STORED DATA Start Marker
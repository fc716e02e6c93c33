use super::*;

use crate::internal::*;
use crate::GFFBase;

use std::sync::atomic::AtomicBool;

//-----------------------------------------------------------------------------

const PLAIN_GFF3: &str = "\
chr1\ttest\tgene\t100\t900\t.\t+\t.\tID=gene1
chr1\ttest\tmRNA\t100\t900\t.\t+\t.\tID=mRNA1;Parent=gene1
chr1\ttest\texon\t100\t500\t.\t+\t.\tID=exon1;Parent=mRNA1
";

fn text_db(text: &str, params: IngestParams) -> std::path::PathBuf {
    create_db_from_text(text, params)
}

//-----------------------------------------------------------------------------

#[test]
fn empty_input() {
    let db_file = crate::utils::temp_file_name("gff-base");
    let result = GFFBase::create(Input::text(""), &db_file, IngestParams::default());
    assert!(matches!(result, Err(Error::EmptyInput)), "An empty input should be an error");

    // Directives alone are not features.
    let result = GFFBase::create(
        Input::text("##gff-version 3\n# comment\n"),
        &db_file,
        IngestParams::default(),
    );
    assert!(matches!(result, Err(Error::EmptyInput)), "A feature-less input should be an error");
}

#[test]
fn duplicate_id_strategies() {
    let text = "\
chr1\ttest\tgene\t100\t900\t.\t+\t.\tID=gene1;Alias=a
chr1\ttest\tgene\t100\t900\t.\t+\t.\tID=gene1;Alias=b
";

    // The default strategy fails.
    let db_file = crate::utils::temp_file_name("gff-base");
    let result = GFFBase::create(Input::text(text), &db_file, IngestParams::default());
    match result {
        Err(Error::DuplicateId(id)) => assert_eq!(id, "gene1", "Wrong duplicate id"),
        _ => panic!("Expected a duplicate id error"),
    }

    // Warning keeps the first feature.
    let params = IngestParams { merge_strategy: MergeStrategy::Warning, ..IngestParams::default() };
    let db_file = text_db(text, params);
    let database = open_db(&db_file);
    assert_eq!(database.features(), 1, "The duplicate should have been skipped");
    let mut interface = create_interface(&database);
    let gene = feature_by_id(&mut interface, "gene1");
    assert_eq!(gene.attributes.get("Alias").unwrap(), ["a"], "The first feature should win");
    drop(interface);
    drop(database);
    let _ = std::fs::remove_file(&db_file);

    // Replace keeps the last feature.
    let params = IngestParams { merge_strategy: MergeStrategy::Replace, ..IngestParams::default() };
    let db_file = text_db(text, params);
    let database = open_db(&db_file);
    let mut interface = create_interface(&database);
    let gene = feature_by_id(&mut interface, "gene1");
    assert_eq!(gene.attributes.get("Alias").unwrap(), ["b"], "The last feature should win");
    drop(interface);
    drop(database);
    let _ = std::fs::remove_file(&db_file);

    // Merge unions the attributes when the other fields agree.
    let params = IngestParams { merge_strategy: MergeStrategy::Merge, ..IngestParams::default() };
    let db_file = text_db(text, params);
    let database = open_db(&db_file);
    let mut interface = create_interface(&database);
    let gene = feature_by_id(&mut interface, "gene1");
    assert_eq!(gene.attributes.get("Alias").unwrap(), ["a", "b"], "The attributes should merge");
    drop(interface);
    drop(database);
    let _ = std::fs::remove_file(&db_file);
}

#[test]
fn merge_conflict_names_the_line() {
    let text = "\
chr1\ttest\tCDS\t100\t200\t.\t+\t0\tID=CDS:D1007.5a
chr1\ttest\tCDS\t300\t400\t.\t+\t0\tID=CDS:D1007.5a
";
    let db_file = crate::utils::temp_file_name("gff-base");
    let params = IngestParams { merge_strategy: MergeStrategy::Merge, ..IngestParams::default() };
    let result = GFFBase::create(Input::text(text), &db_file, params);
    match result {
        Err(Error::MergeConflict { id, line }) => {
            assert_eq!(id, "CDS:D1007.5a", "Wrong id in the conflict");
            assert_eq!(line, 2, "Wrong line in the conflict");
        }
        _ => panic!("Expected a merge conflict"),
    }
}

#[test]
fn create_unique_records_duplicates() {
    let text = "\
chr1\ttest\tCDS\t100\t200\t.\t+\t0\tID=CDS:D1007.5a
chr1\ttest\tCDS\t300\t400\t.\t+\t0\tID=CDS:D1007.5a
";
    let params = IngestParams { merge_strategy: MergeStrategy::CreateUnique, ..IngestParams::default() };
    let db_file = text_db(text, params);
    let database = open_db(&db_file);
    let mut interface = create_interface(&database);

    let original = feature_by_id(&mut interface, "CDS:D1007.5a");
    assert_eq!(original.start, Some(100), "The first feature should keep its key");
    let renamed = feature_by_id(&mut interface, "CDS:D1007.5a_1");
    assert_eq!(renamed.start, Some(300), "The second feature should be renamed");

    // The original key still finds the renamed feature.
    let renamed_ids = interface.ids_for("CDS:D1007.5a").unwrap();
    assert_eq!(renamed_ids, vec!["CDS:D1007.5a_1"], "Wrong duplicate bookkeeping");

    drop(interface);
    drop(database);
    let _ = std::fs::remove_file(&db_file);
}

#[test]
fn per_featuretype_merge_strategies() {
    // Duplicate genes merge while duplicate CDS features are renamed.
    let text = "\
chr1\ttest\tgene\t100\t900\t.\t+\t.\tID=gene1;Alias=a
chr1\ttest\tgene\t100\t900\t.\t+\t.\tID=gene1;Alias=b
chr1\ttest\tCDS\t100\t200\t.\t+\t0\tID=cds1
chr1\ttest\tCDS\t300\t400\t.\t+\t0\tID=cds1
";
    let mut strategies = HashMap::new();
    strategies.insert(String::from("gene"), MergeStrategy::Merge);
    let params = IngestParams {
        merge_strategy: MergeStrategy::CreateUnique,
        merge_strategies: strategies,
        ..IngestParams::default()
    };
    let db_file = text_db(text, params);
    let database = open_db(&db_file);
    let mut interface = create_interface(&database);

    let gene = feature_by_id(&mut interface, "gene1");
    assert_eq!(gene.attributes.get("Alias").unwrap(), ["a", "b"], "The genes should merge");
    assert_eq!(feature_by_id(&mut interface, "cds1").start, Some(100), "Wrong first CDS");
    assert_eq!(feature_by_id(&mut interface, "cds1_1").start, Some(300), "The second CDS should be renamed");

    drop(interface);
    drop(database);
    let _ = std::fs::remove_file(&db_file);
}

//-----------------------------------------------------------------------------

#[test]
fn transform_modifies_and_drops() {
    let params = IngestParams {
        transform: Some(Box::new(|mut feature: crate::Feature| {
            if feature.featuretype == "exon" {
                return None;
            }
            feature.attributes.set("touched", vec![String::from("yes")]);
            Some(feature)
        })),
        ..IngestParams::default()
    };
    let db_file = text_db(PLAIN_GFF3, params);
    let database = open_db(&db_file);
    assert_eq!(database.features(), 2, "The exon should have been dropped");
    let mut interface = create_interface(&database);
    let gene = feature_by_id(&mut interface, "gene1");
    assert_eq!(gene.attributes.first("touched"), Some("yes"), "The transform should apply");

    drop(interface);
    drop(database);
    let _ = std::fs::remove_file(&db_file);
}

#[test]
fn cancellation_rolls_back() {
    let cancel = Arc::new(AtomicBool::new(true));
    let params = IngestParams { cancel: Some(Arc::clone(&cancel)), ..IngestParams::default() };
    let db_file = crate::utils::temp_file_name("gff-base");
    let result = GFFBase::create(Input::text(PLAIN_GFF3), &db_file, params);
    assert!(matches!(result, Err(Error::Cancelled)), "A cancelled ingest should report it");
    assert!(!crate::utils::file_exists(&db_file), "A cancelled ingest should leave nothing behind");
}

#[test]
fn autoincrement_state_is_persisted() {
    let text = "\
chr1\ttest\tgene\t100\t900\t.\t+\t.\tName=first
chr1\ttest\tgene\t100\t900\t.\t+\t.\tName=second
";
    let db_file = text_db(text, IngestParams::default());
    let database = open_db(&db_file);
    let mut interface = create_interface(&database);

    // Both genes lack an ID, so they autoincrement by feature type.
    assert_eq!(feature_by_id(&mut interface, "gene_1").attributes.first("Name"), Some("first"));
    assert_eq!(feature_by_id(&mut interface, "gene_2").attributes.first("Name"), Some("second"));
    drop(interface);

    // The counter state is stored for later updates.
    let connection = rusqlite::Connection::open(&db_file).unwrap();
    let n: i64 = connection.query_row(
        "SELECT n FROM autoincrements WHERE base = 'gene'", (), |row| row.get(0)
    ).unwrap();
    assert_eq!(n, 2, "Wrong autoincrement state");

    drop(connection);
    drop(database);
    let _ = std::fs::remove_file(&db_file);
}

//-----------------------------------------------------------------------------

#[test]
fn transitive_closure() {
    let db_file = create_db_from_file("nested.gff3", IngestParams::default());
    let database = open_db(&db_file);
    let mut interface = create_interface(&database);

    // (g1, t1, 1) and (t1, e1, 1) give (g1, e1, 2); one more level gives
    // (g1, c1, 3).
    let level2 = children_of(&mut interface, "g1", Some(2), None);
    assert_eq!(ids_of(&level2), vec!["e1"], "Wrong level-2 children");
    let level3 = children_of(&mut interface, "g1", Some(3), None);
    assert_eq!(ids_of(&level3), vec!["c1"], "Wrong level-3 children");

    drop(interface);
    drop(database);
    let _ = std::fs::remove_file(&db_file);
}

#[test]
fn bounded_closure_level() {
    let params = IngestParams { max_relation_level: 2, ..IngestParams::default() };
    let db_file = create_db_from_file("nested.gff3", params);
    let database = open_db(&db_file);
    let mut interface = create_interface(&database);

    let level3 = children_of(&mut interface, "g1", Some(3), None);
    assert!(level3.is_empty(), "Level 3 should not be materialized");

    drop(interface);
    drop(database);
    let _ = std::fs::remove_file(&db_file);
}

#[test]
fn no_self_edges() {
    // A feature listing itself as a parent does not create an edge.
    let text = "chr1\ttest\tgene\t100\t900\t.\t+\t.\tID=gene1;Parent=gene1\n";
    let db_file = text_db(text, IngestParams::default());
    let database = open_db(&db_file);
    assert_eq!(database.relations(), 0, "A self-edge should not be staged");

    drop(database);
    let _ = std::fs::remove_file(&db_file);
}

//-----------------------------------------------------------------------------

#[test]
fn explicit_dialect_skips_inference() {
    let mut dialect = crate::Dialect::gtf();
    dialect.order_of_attribute_keys = vec![String::from("gene_id"), String::from("transcript_id")];
    let params = IngestParams { dialect: Some(dialect.clone()), ..IngestParams::default() };
    let db_file = create_db_from_file("simple.gtf", params);
    let database = open_db(&db_file);
    assert_eq!(database.dialect(), &dialect, "The explicit dialect should be stored");

    drop(database);
    let _ = std::fs::remove_file(&db_file);
}

#[test]
fn force_dialect_check_conflicts_with_explicit_dialect() {
    let params = IngestParams {
        dialect: Some(crate::Dialect::gff3()),
        force_dialect_check: true,
        ..IngestParams::default()
    };
    let db_file = crate::utils::temp_file_name("gff-base");
    let result = GFFBase::create(Input::text(PLAIN_GFF3), &db_file, params);
    assert!(result.is_err(), "The two dialect options should be mutually exclusive");
}

#[test]
fn force_gff_disables_inference() {
    let params = IngestParams { force_gff: true, ..IngestParams::default() };
    let db_file = create_db_from_file("simple.gtf", params);
    let database = open_db(&db_file);
    let mut interface = create_interface(&database);

    // No gene or transcript rows are synthesized.
    assert!(interface.features_of_type("transcript").unwrap().is_empty(), "No inferred transcripts");
    assert!(interface.features_of_type("gene").unwrap().is_empty(), "No inferred genes");

    drop(interface);
    drop(database);
    let _ = std::fs::remove_file(&db_file);
}

//-----------------------------------------------------------------------------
STORED DATA End Marker
WHAT YOU HAVE TO DO:
Take the entries above and return only the lines from the one with "chr1\ttest\tgene\t100\t900\t.\t+\t.\tName=second" to the one with "by feature type.", both included, unchanged.

OUTPUT FOR THIS EXERCISE:
chr1\ttest\tgene\t100\t900\t.\t+\t.\tName=second
";
    let db_file = text_db(text, IngestParams::default());
    let database = open_db(&db_file);
    let mut interface = create_interface(&database);

    // Both genes lack an ID, so they autoincrement by feature type.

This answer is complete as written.